A celebration of powered flight

  • Published
  • By Amy Rollins
  • Skywrighter Staff
Col. John Devillier, commander of the 88th Air Base Wing at Wright-Patterson Air Force Base, along with the great-grandniece and great-grandnephew of the Wright brothers, joined together the morning of Dec. 17 to lay a wreath commemorating the 111th anniversary of practical powered flight on Wright Memorial Hill near the base's Area B.

"When you consider the events on Huffman Prairie in 1903 and how quickly powered flight has come, it is truly remarkable what these two men started so long ago," Devillier told the dozens of people gathered in front of a pink granite obelisk honoring the American brothers, inventors and aviation pioneers. "Powered flight is an incredible innovation -- arguably the most significant innovation in the 20th century and it started right here in the greater Dayton area."  

The colonel added that Wright-Patterson AFB is the center for innovation for the Air Force for many reasons, starting with the Wright brothers and now due in part to the presence of the Air Force Institute of Technology, the Air Force Research Laboratory, the Air Force Life Cycle Management Center, and Air Force Material Command.

"All of these great mission partners team up in order to move aerospace forward," Devillier said. "I know Orville and Wilbur Wright would be amazed at what they started and how far it has come."

The colonel offered examples of this, noting that an Air Force aircraft can fly directly from Dover AFB, Delaware, to Kyrgyzstan; something can be placed on a moving asteroid; and someone can fly around the world in less than 24 hours.

"It is truly, truly incredible what we can now do because of powered flight. It has changed our world significantly," Devillier said. "Many of us owe our livelihoods to what Orville and Wilbur Wright started so long ago."

The event's keynote speaker - photographer, graphic designer and aviation author Dan Patterson - discussed the Wright brothers and their history as inventors and aviators.

They flew the 1903 Flyer four times -- a total time in the air of less than two minutes. those precious seconds proved to them that their theories were solid," he said.

Patterson described the brothers' triumph in 1905 with the Wright Flyer III over nearby Huffman Prairie and subsequent flights in Le Mans, France, in 1908.

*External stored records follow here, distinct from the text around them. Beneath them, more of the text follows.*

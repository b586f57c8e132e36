//! Menu descriptions: the ordered, mixed-shape input of the compiler.
//!
//! Descriptions usually come from JSON (`serde_json` with `preserve_order`, so
//! keys keep their source order) but can also be assembled in Rust, which is
//! the only way to attach inline callables to list entries.

use serde_json::Value;
use std::borrow::Cow;

use super::actions::MenuAction;

pub(crate) const SEPARATOR_KEY: &str = "__separator";
pub(crate) const DEFAULT_KEY: &str = "__default";
pub(crate) const ROLE_KEY: &str = "__role";
pub(crate) const MAC_ONLY_KEY: &str = "__macOnly";
pub(crate) const EXCEPT_MAC_KEY: &str = "__exceptMac";
pub(crate) const NO_CHILDREN_KEY: &str = "__noChildren";

/// One value in a description.
#[derive(Clone)]
pub enum Entry {
    /// `[shortcut?, click-or-role?, actionName?]`
    List(Vec<Entry>),
    Text(String),
    Object(MenuDescription),
    Callable(MenuAction),
    /// `null`, booleans and numbers.
    Scalar(Value),
}

/// Ordered `key -> entry` pairs. Duplicate keys are kept and visited in order.
#[derive(Clone, Default)]
pub struct MenuDescription {
    entries: Vec<(String, Entry)>,
}

impl MenuDescription {
    pub fn new() -> Self {
        Self::default()
    }

    /// Builder-style append.
    pub fn entry(mut self, key: impl Into<String>, value: impl Into<Entry>) -> Self {
        self.push(key, value);
        self
    }

    pub fn push(&mut self, key: impl Into<String>, value: impl Into<Entry>) {
        self.entries.push((key.into(), value.into()));
    }

    /// Property lookup. With duplicate keys the last one wins, as in a parsed
    /// JSON object.
    pub fn get(&self, key: &str) -> Option<&Entry> {
        self.entries
            .iter()
            .rev()
            .find(|(k, _)| k == key)
            .map(|(_, v)| v)
    }

    pub fn iter(&self) -> impl Iterator<Item = (&str, &Entry)> {
        self.entries.iter().map(|(k, v)| (k.as_str(), v))
    }

    pub fn len(&self) -> usize {
        self.entries.len()
    }

    pub fn is_empty(&self) -> bool {
        self.entries.is_empty()
    }

    /// Build from a parsed JSON document. Only objects describe a menu level;
    /// anything else yields `None`.
    pub fn from_value(value: Value) -> Option<Self> {
        match value {
            Value::Object(map) => Some(Self::from(map)),
            _ => None,
        }
    }
}

impl From<serde_json::Map<String, Value>> for MenuDescription {
    fn from(map: serde_json::Map<String, Value>) -> Self {
        Self {
            entries: map.into_iter().map(|(k, v)| (k, Entry::from(v))).collect(),
        }
    }
}

impl From<Value> for Entry {
    fn from(value: Value) -> Self {
        match value {
            Value::Array(items) => Entry::List(items.into_iter().map(Entry::from).collect()),
            Value::String(s) => Entry::Text(s),
            Value::Object(map) => Entry::Object(MenuDescription::from(map)),
            scalar => Entry::Scalar(scalar),
        }
    }
}

impl From<&str> for Entry {
    fn from(s: &str) -> Self {
        Entry::Text(s.to_string())
    }
}

impl From<String> for Entry {
    fn from(s: String) -> Self {
        Entry::Text(s)
    }
}

impl From<MenuDescription> for Entry {
    fn from(d: MenuDescription) -> Self {
        Entry::Object(d)
    }
}

impl From<MenuAction> for Entry {
    fn from(f: MenuAction) -> Self {
        Entry::Callable(f)
    }
}

impl From<Vec<Entry>> for Entry {
    fn from(items: Vec<Entry>) -> Self {
        Entry::List(items)
    }
}

impl Entry {
    pub fn null() -> Self {
        Entry::Scalar(Value::Null)
    }

    /// JavaScript truthiness: empty strings, `null`, `false`, `0` and `NaN`
    /// are falsy; lists, objects and callables are always truthy.
    pub fn is_truthy(&self) -> bool {
        match self {
            Entry::List(_) | Entry::Object(_) | Entry::Callable(_) => true,
            Entry::Text(s) => !s.is_empty(),
            Entry::Scalar(Value::Bool(b)) => *b,
            Entry::Scalar(Value::Number(n)) => n.as_f64().is_some_and(|f| f != 0.0 && !f.is_nan()),
            Entry::Scalar(_) => false,
        }
    }

    /// Scalar rendered as a string: text as-is, numbers and booleans
    /// stringified. Structured values have no string form.
    pub(crate) fn as_scalar_str(&self) -> Option<Cow<'_, str>> {
        match self {
            Entry::Text(s) => Some(Cow::Borrowed(s)),
            Entry::Scalar(Value::Number(n)) => Some(Cow::Owned(n.to_string())),
            Entry::Scalar(Value::Bool(b)) => Some(Cow::Owned(b.to_string())),
            _ => None,
        }
    }

    /// Key used to look an action up by name. Numbers index by their decimal
    /// form.
    pub(crate) fn as_action_key(&self) -> Option<Cow<'_, str>> {
        match self {
            Entry::Text(s) => Some(Cow::Borrowed(s)),
            Entry::Scalar(Value::Number(n)) => Some(Cow::Owned(n.to_string())),
            _ => None,
        }
    }
}

/// Why an entry produced nothing.
#[derive(Debug, Clone, Copy, PartialEq, Eq)]
pub(crate) enum SkipReason {
    /// Object carrying a truthy `__noChildren`.
    NoChildren,
    /// Scalar or bare callable: no case applies.
    Unrecognized,
}

/// The single classification of a `(key, value)` pair.
#[derive(Clone, Copy)]
pub(crate) enum Directive<'a> {
    ListLeaf { label: &'a str, parts: &'a [Entry] },
    Separator,
    DefaultRef(&'a str),
    RoleAssign(&'a str),
    ActionLeaf { label: &'a str, action: &'a str },
    MacOnly(&'a MenuDescription),
    ExceptMac(&'a MenuDescription),
    Container { label: &'a str, body: &'a MenuDescription },
    Skip(SkipReason),
}

pub(crate) fn classify<'a>(key: &'a str, value: &'a Entry) -> Directive<'a> {
    match value {
        Entry::List(parts) => Directive::ListLeaf { label: key, parts },
        Entry::Text(text) => match key {
            SEPARATOR_KEY if text == SEPARATOR_KEY => Directive::Separator,
            DEFAULT_KEY => Directive::DefaultRef(text),
            ROLE_KEY => Directive::RoleAssign(text),
            _ => Directive::ActionLeaf {
                label: key,
                action: text,
            },
        },
        Entry::Object(body) => {
            if body.get(NO_CHILDREN_KEY).is_some_and(Entry::is_truthy) {
                return Directive::Skip(SkipReason::NoChildren);
            }
            match key {
                MAC_ONLY_KEY => Directive::MacOnly(body),
                EXCEPT_MAC_KEY => Directive::ExceptMac(body),
                _ => Directive::Container { label: key, body },
            }
        }
        Entry::Callable(_) | Entry::Scalar(_) => Directive::Skip(SkipReason::Unrecognized),
    }
}

#[cfg(test)]
mod tests {
    use super::*;
    use serde_json::json;

    fn entry(value: Value) -> Entry {
        Entry::from(value)
    }

    #[test]
    fn from_value_keeps_source_order() {
        let desc = MenuDescription::from_value(json!({"Zeta": "a", "Alpha": "b", "Mid": "c"})).unwrap();
        let keys: Vec<&str> = desc.iter().map(|(k, _)| k).collect();
        assert_eq!(keys, vec!["Zeta", "Alpha", "Mid"]);
    }

    #[test]
    fn from_value_rejects_non_objects() {
        assert!(MenuDescription::from_value(json!(["a"])).is_none());
        assert!(MenuDescription::from_value(json!("a")).is_none());
    }

    #[test]
    fn get_returns_last_duplicate() {
        let desc = MenuDescription::new().entry("k", "first").entry("k", "second");
        assert!(matches!(desc.get("k"), Some(Entry::Text(s)) if s == "second"));
        assert_eq!(desc.len(), 2);
    }

    #[test]
    fn truthiness_follows_javascript() {
        assert!(!entry(json!(null)).is_truthy());
        assert!(!entry(json!(false)).is_truthy());
        assert!(!entry(json!(0)).is_truthy());
        assert!(!entry(json!("")).is_truthy());
        assert!(entry(json!(1)).is_truthy());
        assert!(entry(json!("x")).is_truthy());
        assert!(entry(json!([])).is_truthy());
        assert!(entry(json!({})).is_truthy());
    }

    #[test]
    fn classifies_reserved_string_keys() {
        let sep = entry(json!("__separator"));
        assert!(matches!(classify("__separator", &sep), Directive::Separator));

        let name = entry(json!("edit"));
        assert!(matches!(classify("__default", &name), Directive::DefaultRef("edit")));
        assert!(matches!(classify("__role", &name), Directive::RoleAssign("edit")));
        assert!(matches!(
            classify("Edit", &name),
            Directive::ActionLeaf { label: "Edit", action: "edit" }
        ));
    }

    #[test]
    fn malformed_separator_is_an_action_leaf() {
        let value = entry(json!("something"));
        assert!(matches!(
            classify("__separator", &value),
            Directive::ActionLeaf { label: "__separator", action: "something" }
        ));
    }

    #[test]
    fn classifies_objects() {
        let body = entry(json!({"A": "a"}));
        assert!(matches!(classify("__macOnly", &body), Directive::MacOnly(_)));
        assert!(matches!(classify("__exceptMac", &body), Directive::ExceptMac(_)));
        assert!(matches!(classify("File", &body), Directive::Container { label: "File", .. }));

        let hidden = entry(json!({"__noChildren": true, "A": "a"}));
        assert!(matches!(
            classify("File", &hidden),
            Directive::Skip(SkipReason::NoChildren)
        ));
        assert!(matches!(
            classify("__macOnly", &hidden),
            Directive::Skip(SkipReason::NoChildren)
        ));

        let falsy_marker = entry(json!({"__noChildren": false}));
        assert!(matches!(classify("File", &falsy_marker), Directive::Container { .. }));
    }

    #[test]
    fn scalars_are_unrecognized() {
        for value in [json!(null), json!(true), json!(3)] {
            let value = entry(value);
            assert!(matches!(
                classify("Key", &value),
                Directive::Skip(SkipReason::Unrecognized)
            ));
        }
    }

    #[test]
    fn list_leaf_carries_spec() {
        let value = entry(json!(["CmdOrCtrl+S", null, "save"]));
        match classify("Save", &value) {
            Directive::ListLeaf { label, parts } => {
                assert_eq!(label, "Save");
                assert_eq!(parts.len(), 3);
            }
            _ => panic!("expected a list leaf"),
        }
    }
}
//! Error taxonomy for the shell layer.
//!
//! The menu compiler itself never fails; everything here originates from
//! loading, templating, or the Tauri host.

use std::path::PathBuf;
use thiserror::Error;

#[derive(Debug, Error)]
pub enum ShellError {
    #[error("app directory not provided")]
    MissingAppDir,

    #[error("failed to read {}: {source}", path.display())]
    Io {
        path: PathBuf,
        #[source]
        source: std::io::Error,
    },

    #[error("invalid JSON in {}: {source}", path.display())]
    Json {
        path: PathBuf,
        #[source]
        source: serde_json::Error,
    },

    #[error("invalid configuration in {}: {reason}", path.display())]
    InvalidConfig { path: PathBuf, reason: String },

    #[error("template error: {0}")]
    Template(#[from] handlebars::RenderError),

    #[error("missing built-in asset {0}")]
    MissingAsset(&'static str),

    #[error("function with that name ({0}) already exists")]
    FunctionExists(String),

    #[error("no function named {0}")]
    FunctionNotFound(String),

    #[error("no focused window")]
    NoWindow,

    #[error("invalid view path {}", .0.display())]
    InvalidViewPath(PathBuf),

    #[error(transparent)]
    Tauri(#[from] tauri::Error),
}

impl ShellError {
    pub(crate) fn io(path: impl Into<PathBuf>, source: std::io::Error) -> Self {
        Self::Io {
            path: path.into(),
            source,
        }
    }

    pub(crate) fn json(path: impl Into<PathBuf>, source: serde_json::Error) -> Self {
        Self::Json {
            path: path.into(),
            source,
        }
    }
}

pub type Result<T, E = ShellError> = std::result::Result<T, E>;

"Those flights put Orville and Wilbur and Dayton, Ohio, on the international map," Patterson said.

The flight school Orville Wright established in 1913   at Huffman Prairie trained Army pilots, sowing "the seed corn of the entire American Air Force."

 Following Patterson's remarks, Dean Alexander, Dayton Aviation Heritage National Historic Park superintendent, presented a presidential proclamation prior to the wreath-laying ceremony.

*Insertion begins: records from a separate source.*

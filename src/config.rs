use serde_json::{Map, Value};
use std::path::Path;

use crate::error::{Result, ShellError};

pub const APP_CONFIG_FILE: &str = "app.json";

const FALLBACK_APP_TITLE: &str = "app";

/// Application configuration from `{app_dir}/app.json`.
///
/// A flat JSON object that doubles as the template mapping for menu, view and
/// defaults documents. `appTitle` and `titleBarName` are always present.
#[derive(Debug, Clone, PartialEq)]
pub struct AppConfig {
    values: Map<String, Value>,
}

impl Default for AppConfig {
    fn default() -> Self {
        let mut values = Map::new();
        values.insert("appTitle".into(), FALLBACK_APP_TITLE.into());
        values.insert("titleBarName".into(), capitalize(FALLBACK_APP_TITLE).into());
        Self { values }
    }
}

impl AppConfig {
    /// Load `app.json` from `app_dir`. A missing file yields the defaults;
    /// unreadable or malformed files are errors.
    pub fn load(app_dir: &Path) -> Result<Self> {
        let path = app_dir.join(APP_CONFIG_FILE);
        let content = match std::fs::read_to_string(&path) {
            Ok(s) => s,
            Err(e) if e.kind() == std::io::ErrorKind::NotFound => {
                tracing::debug!(path = %path.display(), "no app config, using defaults");
                return Ok(Self::default());
            }
            Err(e) => return Err(ShellError::io(&path, e)),
        };
        let value: Value = serde_json::from_str(&content).map_err(|e| ShellError::json(&path, e))?;
        Self::from_value(value).map_err(|reason| ShellError::InvalidConfig { path, reason })
    }

    /// Validate a parsed configuration and derive `titleBarName` from
    /// `appTitle` when it is unset or empty.
    pub fn from_value(value: Value) -> Result<Self, String> {
        let Value::Object(mut values) = value else {
            return Err("expected a JSON object".into());
        };
        if !values.get("titleBarName").is_some_and(is_truthy) {
            let title = values
                .get("appTitle")
                .and_then(Value::as_str)
                .ok_or_else(|| "appTitle must be a string when titleBarName is not set".to_string())?;
            let derived = capitalize(title);
            values.insert("titleBarName".into(), derived.into());
        }
        Ok(Self { values })
    }

    pub fn app_title(&self) -> &str {
        self.values
            .get("appTitle")
            .and_then(Value::as_str)
            .unwrap_or(FALLBACK_APP_TITLE)
    }

    pub fn title_bar_name(&self) -> String {
        match self.values.get("titleBarName") {
            Some(Value::String(s)) => s.clone(),
            Some(other) => other.to_string(),
            None => capitalize(self.app_title()),
        }
    }

    pub fn get(&self, key: &str) -> Option<&Value> {
        self.values.get(key)
    }

    pub fn values(&self) -> &Map<String, Value> {
        &self.values
    }

    /// This configuration with `overlay`'s keys assigned on top.
    pub fn merged_with(&self, overlay: &Map<String, Value>) -> Map<String, Value> {
        let mut merged = self.values.clone();
        for (k, v) in overlay {
            merged.insert(k.clone(), v.clone());
        }
        merged
    }
}

fn is_truthy(value: &Value) -> bool {
    match value {
        Value::Null => false,
        Value::Bool(b) => *b,
        Value::Number(n) => n.as_f64().is_some_and(|f| f != 0.0),
        Value::String(s) => !s.is_empty(),
        Value::Array(_) | Value::Object(_) => true,
    }
}

/// Upper-case the first character.
fn capitalize(s: &str) -> String {
    let mut chars = s.chars();
    match chars.next() {
        Some(first) => first.to_uppercase().chain(chars).collect(),
        None => String::new(),
    }
}

#[cfg(test)]
mod tests {
    use super::*;
    use serde_json::json;
    use std::fs;
    use tempfile::TempDir;

    #[test]
    fn missing_file_uses_defaults() {
        let dir = TempDir::new().unwrap();
        let cfg = AppConfig::load(dir.path()).unwrap();
        assert_eq!(cfg.app_title(), "app");
        assert_eq!(cfg.title_bar_name(), "App");
    }

    #[test]
    fn derives_title_bar_name() {
        let dir = TempDir::new().unwrap();
        fs::write(dir.path().join(APP_CONFIG_FILE), r#"{"appTitle": "notes", "version": 2}"#).unwrap();
        let cfg = AppConfig::load(dir.path()).unwrap();
        assert_eq!(cfg.title_bar_name(), "Notes");
        assert_eq!(cfg.get("version"), Some(&json!(2)));
    }

    #[test]
    fn explicit_title_bar_name_wins() {
        let cfg = AppConfig::from_value(json!({"appTitle": "notes", "titleBarName": "My Notes"})).unwrap();
        assert_eq!(cfg.title_bar_name(), "My Notes");
    }

    #[test]
    fn empty_title_bar_name_is_derived() {
        let cfg = AppConfig::from_value(json!({"appTitle": "élan", "titleBarName": ""})).unwrap();
        assert_eq!(cfg.title_bar_name(), "Élan");
    }

    #[test]
    fn title_bar_name_without_app_title_is_fine() {
        let cfg = AppConfig::from_value(json!({"titleBarName": "Shell"})).unwrap();
        assert_eq!(cfg.title_bar_name(), "Shell");
    }

    #[test]
    fn missing_app_title_is_an_error() {
        let dir = TempDir::new().unwrap();
        fs::write(dir.path().join(APP_CONFIG_FILE), r#"{"version": 1}"#).unwrap();
        let err = AppConfig::load(dir.path()).unwrap_err();
        assert!(matches!(err, ShellError::InvalidConfig { .. }));
    }

    #[test]
    fn non_object_is_an_error() {
        assert!(AppConfig::from_value(json!(["appTitle"])).is_err());
    }

    #[test]
    fn malformed_json_is_an_error() {
        let dir = TempDir::new().unwrap();
        fs::write(dir.path().join(APP_CONFIG_FILE), "{oops").unwrap();
        assert!(matches!(AppConfig::load(dir.path()), Err(ShellError::Json { .. })));
    }

    #[test]
    fn merged_with_overlays_keys() {
        let cfg = AppConfig::from_value(json!({"appTitle": "a", "pageTitle": "base"})).unwrap();
        let overlay = json!({"pageTitle": "view", "extra": 1});
        let merged = cfg.merged_with(overlay.as_object().unwrap());
        assert_eq!(merged.get("pageTitle"), Some(&json!("view")));
        assert_eq!(merged.get("extra"), Some(&json!(1)));
        assert_eq!(merged.get("titleBarName"), Some(&json!("A")));
    }

    #[test]
    fn capitalize_handles_empty() {
        assert_eq!(capitalize(""), "");
        assert_eq!(capitalize("x"), "X");
    }
}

Devillier and both Wright descendants placed a wreath in front of the obelisk of the memorial, which was dedicated in 1940 with Orville Wright in attendance.

One of the highlights of the event was the flyover of a North American B-25 Mitchell bomber, the "Champaign Gal," of the Champaign Aviation Museum in Urbana. ›e Champaign Gal encircled the memorial twice before flying back to its airfield.

Following the formal ceremony, Frank Winslow, chairman of the National Aviation Heritage Alliance, presented a $1,500 scholarship to aviation student Michael Griffith, a junior at Beavercreek High School, who said he hopes to be a Navy aviator.

The scholarship is named in honor of Mitchell Cary and Donald Gum, aviators who died July 30, 2011, when the Wright "B" Flyer Inc.'s "Silver Bird" replica they were testing crashed. Cary was a retired Air Force test pilot who worked as an engineer at Aeronautical Systems Center at Wright-Patterson AFB; Gum also was retired from the base.

"This scholarship will help me jump-start my aviation career," he said.